## What you have to do
Where does the string "poller" occur in the entries below? Copy every line where it does.

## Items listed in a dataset
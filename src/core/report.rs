//! Result aggregation and report output
//!
//! A [`ResultSet`] is rendered as:
//! - monitoring "sender file" lines (`"<host>" rec_card[volt,1] 5.0`)
//! - rows of a per-run CSV log
//! - a JSON document

use crate::core::poller::{CommandReadings, CycleStats, ResultSet};
use crate::core::protocol::DecoderKind;
use chrono::{DateTime, Local};
use serde::Serialize;
use std::fs::{self, File};
use std::io::{BufWriter, Write};
use std::path::{Path, PathBuf};
use thiserror::Error;
use tracing::{debug, info};

/// Default folder for CSV logs
pub const DEFAULT_CSV_DIR: &str = "csv";

/// Operator recorded when none is configured
pub const UNKNOWN_OPERATOR: &str = "n/a";

/// Header row of CSV logs
pub const CSV_HEADER: &str = "timestamp,hostname,command,card,field,valid,value,operator";

const CSV_FILE_FORMAT: &str = "%Y-%m-%d %H-%M-%S";
const TIMESTAMP_FORMAT: &str = "%Y-%m-%d %H:%M:%S";

/// Report error types
#[derive(Error, Debug)]
pub enum ReportError {
    /// Writing a report file failed
    #[error("Cannot write {path}: {source}")]
    Io {
        /// File or folder being written
        path: PathBuf,
        /// Underlying error
        source: std::io::Error,
    },

    /// JSON serialization failed
    #[error("JSON error: {0}")]
    Json(#[from] serde_json::Error),
}

impl ReportError {
    fn io(path: &Path, source: std::io::Error) -> Self {
        Self::Io {
            path: path.to_path_buf(),
            source,
        }
    }
}

/// Sender file lines for a cycle's readings.
///
/// Scan card readings are numbered from 1 by card index. The hostname is
/// quoted so it may contain spaces.
pub fn sender_lines(hostname: &str, results: &ResultSet) -> Vec<String> {
    let mut lines = Vec::with_capacity(results.len());

    for command in results.commands() {
        for reading in &command.readings {
            for field in reading.telemetry.fields() {
                let key = match command.kind {
                    DecoderKind::Composite => format!("mfun_card[{}]", field.name),
                    _ => format!("rec_card[{},{}]", field.name, u16::from(reading.card) + 1),
                };
                lines.push(format!("\"{hostname}\" {key} {}", field.value));
            }
        }
    }

    lines
}

/// Replace the sender file with this cycle's lines
pub fn write_sender_file(
    path: &Path,
    hostname: &str,
    results: &ResultSet,
) -> Result<usize, ReportError> {
    let lines = sender_lines(hostname, results);

    let mut contents = String::new();
    for line in &lines {
        contents.push_str(line);
        contents.push('\n');
    }

    fs::write(path, contents).map_err(|e| ReportError::io(path, e))?;
    info!("Wrote {} line(s) to {}", lines.len(), path.display());
    Ok(lines.len())
}

fn csv_field(value: &str) -> String {
    if value.contains([',', '"', '\n']) {
        format!("\"{}\"", value.replace('"', "\"\""))
    } else {
        value.to_string()
    }
}

/// CSV rows for a cycle's readings, one per reported quantity
pub fn csv_rows(
    timestamp: &DateTime<Local>,
    hostname: &str,
    operator: &str,
    results: &ResultSet,
) -> Vec<String> {
    let timestamp = timestamp.format(TIMESTAMP_FORMAT).to_string();
    let operator = if operator.is_empty() {
        UNKNOWN_OPERATOR
    } else {
        operator
    };

    let mut rows = Vec::new();
    for command in results.commands() {
        for reading in &command.readings {
            for field in reading.telemetry.fields() {
                rows.push(format!(
                    "{},{},{},{},{},{},{},{}",
                    timestamp,
                    csv_field(hostname),
                    csv_field(&command.command),
                    reading.card,
                    field.name,
                    field.valid,
                    field.value,
                    csv_field(operator),
                ));
            }
        }
    }
    rows
}

/// CSV log of one run
pub struct CsvLog {
    file: BufWriter<File>,
    path: PathBuf,
    rows: usize,
}

impl CsvLog {
    /// Create a new log in `dir`, named after the current time
    pub fn create(dir: &Path) -> Result<Self, ReportError> {
        Self::create_at(dir, &Local::now())
    }

    /// Create a new log in `dir`, named after `started`
    pub fn create_at(dir: &Path, started: &DateTime<Local>) -> Result<Self, ReportError> {
        fs::create_dir_all(dir).map_err(|e| ReportError::io(dir, e))?;

        let path = dir.join(format!("{}.csv", started.format(CSV_FILE_FORMAT)));
        let file = File::create(&path).map_err(|e| ReportError::io(&path, e))?;

        let mut log = Self {
            file: BufWriter::new(file),
            path,
            rows: 0,
        };
        log.write_line(CSV_HEADER)?;
        log.flush()?;
        debug!("CSV log {}", log.path.display());
        Ok(log)
    }

    fn write_line(&mut self, line: &str) -> Result<(), ReportError> {
        writeln!(self.file, "{line}").map_err(|e| ReportError::io(&self.path, e))
    }

    fn flush(&mut self) -> Result<(), ReportError> {
        self.file.flush().map_err(|e| ReportError::io(&self.path, e))
    }

    /// Append a cycle's readings and flush
    pub fn append(
        &mut self,
        timestamp: &DateTime<Local>,
        hostname: &str,
        operator: &str,
        results: &ResultSet,
    ) -> Result<usize, ReportError> {
        let rows = csv_rows(timestamp, hostname, operator, results);
        for row in &rows {
            self.write_line(row)?;
        }
        self.flush()?;
        self.rows += rows.len();
        Ok(rows.len())
    }

    /// Path of the log file
    pub fn path(&self) -> &Path {
        &self.path
    }

    /// Rows written so far, header excluded
    pub fn rows(&self) -> usize {
        self.rows
    }
}

#[derive(Serialize)]
struct JsonReport<'a> {
    hostname: &'a str,
    timestamp: String,
    commands: &'a [CommandReadings],
    stats: CycleStats,
}

/// JSON document for a cycle's readings
pub fn to_json(
    timestamp: &DateTime<Local>,
    hostname: &str,
    results: &ResultSet,
) -> Result<String, ReportError> {
    let report = JsonReport {
        hostname,
        timestamp: timestamp.to_rfc3339(),
        commands: results.commands(),
        stats: results.stats(),
    };
    Ok(serde_json::to_string_pretty(&report)?)
}

#[cfg(test)]
mod tests {
    use super::*;
    use crate::core::poller::CardReading;
    use crate::core::protocol::{
        decode_humidity, decode_temperature, decode_voltage, CommandSet, CompositeReading,
        Telemetry,
    };
    use chrono::TimeZone;

    fn results() -> ResultSet {
        let set = CommandSet::builtin();
        let temp = set.find("TempValidOfScanCard").unwrap();
        let volt = set.find("VoltageOfScanCard").unwrap();
        let mfun = set.find("FuncTempHumVolt").unwrap();

        let mut results = ResultSet::new();
        results.push(
            temp,
            CardReading {
                card: 0,
                telemetry: Telemetry::Temperature(decode_temperature(0x0056)),
            },
        );
        results.push(
            temp,
            CardReading {
                card: 2,
                telemetry: Telemetry::Temperature(decode_temperature(0x0001)),
            },
        );
        results.push(
            volt,
            CardReading {
                card: 0,
                telemetry: Telemetry::Voltage(decode_voltage(0x00B2)),
            },
        );
        results.push(
            mfun,
            CardReading {
                card: 0,
                telemetry: Telemetry::Composite(CompositeReading {
                    volt: decode_voltage(0x0032),
                    humidity: decode_humidity(0x00AD),
                    temperature: decode_temperature(0x002A),
                }),
            },
        );
        results
    }

    fn timestamp() -> DateTime<Local> {
        Local.with_ymd_and_hms(2024, 3, 5, 14, 7, 9).unwrap()
    }

    #[test]
    fn test_sender_lines() {
        let lines = sender_lines("M700 Ticker", &results());
        assert_eq!(
            lines,
            [
                "\"M700 Ticker\" rec_card[temperature,1] +43",
                "\"M700 Ticker\" rec_card[temperature,3] -0",
                "\"M700 Ticker\" rec_card[volt,1] 5.0",
                "\"M700 Ticker\" mfun_card[volt] 5.0",
                "\"M700 Ticker\" mfun_card[temperature] +21",
                "\"M700 Ticker\" mfun_card[humidity] 45",
            ]
        );
    }

    #[test]
    fn test_sender_lines_empty() {
        assert!(sender_lines("host", &ResultSet::new()).is_empty());
    }

    #[test]
    fn test_write_sender_file() {
        let dir = tempfile::tempdir().unwrap();
        let path = dir.path().join("senderfile.txt");
        fs::write(&path, "stale\n").unwrap();

        let written = write_sender_file(&path, "host", &results()).unwrap();
        assert_eq!(written, 6);

        let contents = fs::read_to_string(&path).unwrap();
        assert!(!contents.contains("stale"));
        assert_eq!(contents.lines().count(), 6);
        assert!(contents.ends_with("mfun_card[humidity] 45\n"));
    }

    #[test]
    fn test_csv_rows() {
        let rows = csv_rows(&timestamp(), "host, left", "", &results());
        assert_eq!(rows.len(), 6);
        assert_eq!(
            rows[0],
            "2024-03-05 14:07:09,\"host, left\",TempValidOfScanCard,0,temperature,,+43,n/a"
        );
        assert_eq!(
            rows[3],
            "2024-03-05 14:07:09,\"host, left\",FuncTempHumVolt,0,volt,KO,5.0,n/a"
        );
        assert!(rows[5].ends_with("humidity,Ok,45,n/a"));
    }

    #[test]
    fn test_csv_log_file() {
        let dir = tempfile::tempdir().unwrap();
        let csv_dir = dir.path().join(DEFAULT_CSV_DIR);

        let mut log = CsvLog::create_at(&csv_dir, &timestamp()).unwrap();
        assert_eq!(log.path(), csv_dir.join("2024-03-05 14-07-09.csv"));

        assert_eq!(log.append(&timestamp(), "host", "JD", &results()).unwrap(), 6);
        assert_eq!(log.rows(), 6);

        let contents = fs::read_to_string(log.path()).unwrap();
        let mut lines = contents.lines();
        assert_eq!(lines.next(), Some(CSV_HEADER));
        assert_eq!(lines.count(), 6);
    }

    #[test]
    fn test_json() {
        let json = to_json(&timestamp(), "host", &results()).unwrap();
        let value: serde_json::Value = serde_json::from_str(&json).unwrap();

        assert_eq!(value["hostname"], "host");
        assert_eq!(value["commands"][0]["command"], "TempValidOfScanCard");
        assert_eq!(value["commands"][0]["kind"], "temperature");
        assert_eq!(value["commands"][0]["readings"][1]["card"], 2);
        assert_eq!(value["commands"][0]["readings"][1]["value"], "-0");
        assert_eq!(value["commands"][2]["readings"][0]["humidity"]["value"], 45);
        assert_eq!(value["stats"]["requests"], 0);
    }
}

## Solution below
use crate::core::poller::{CommandReadings, CycleStats, ResultSet};
    use crate::core::poller::CardReading;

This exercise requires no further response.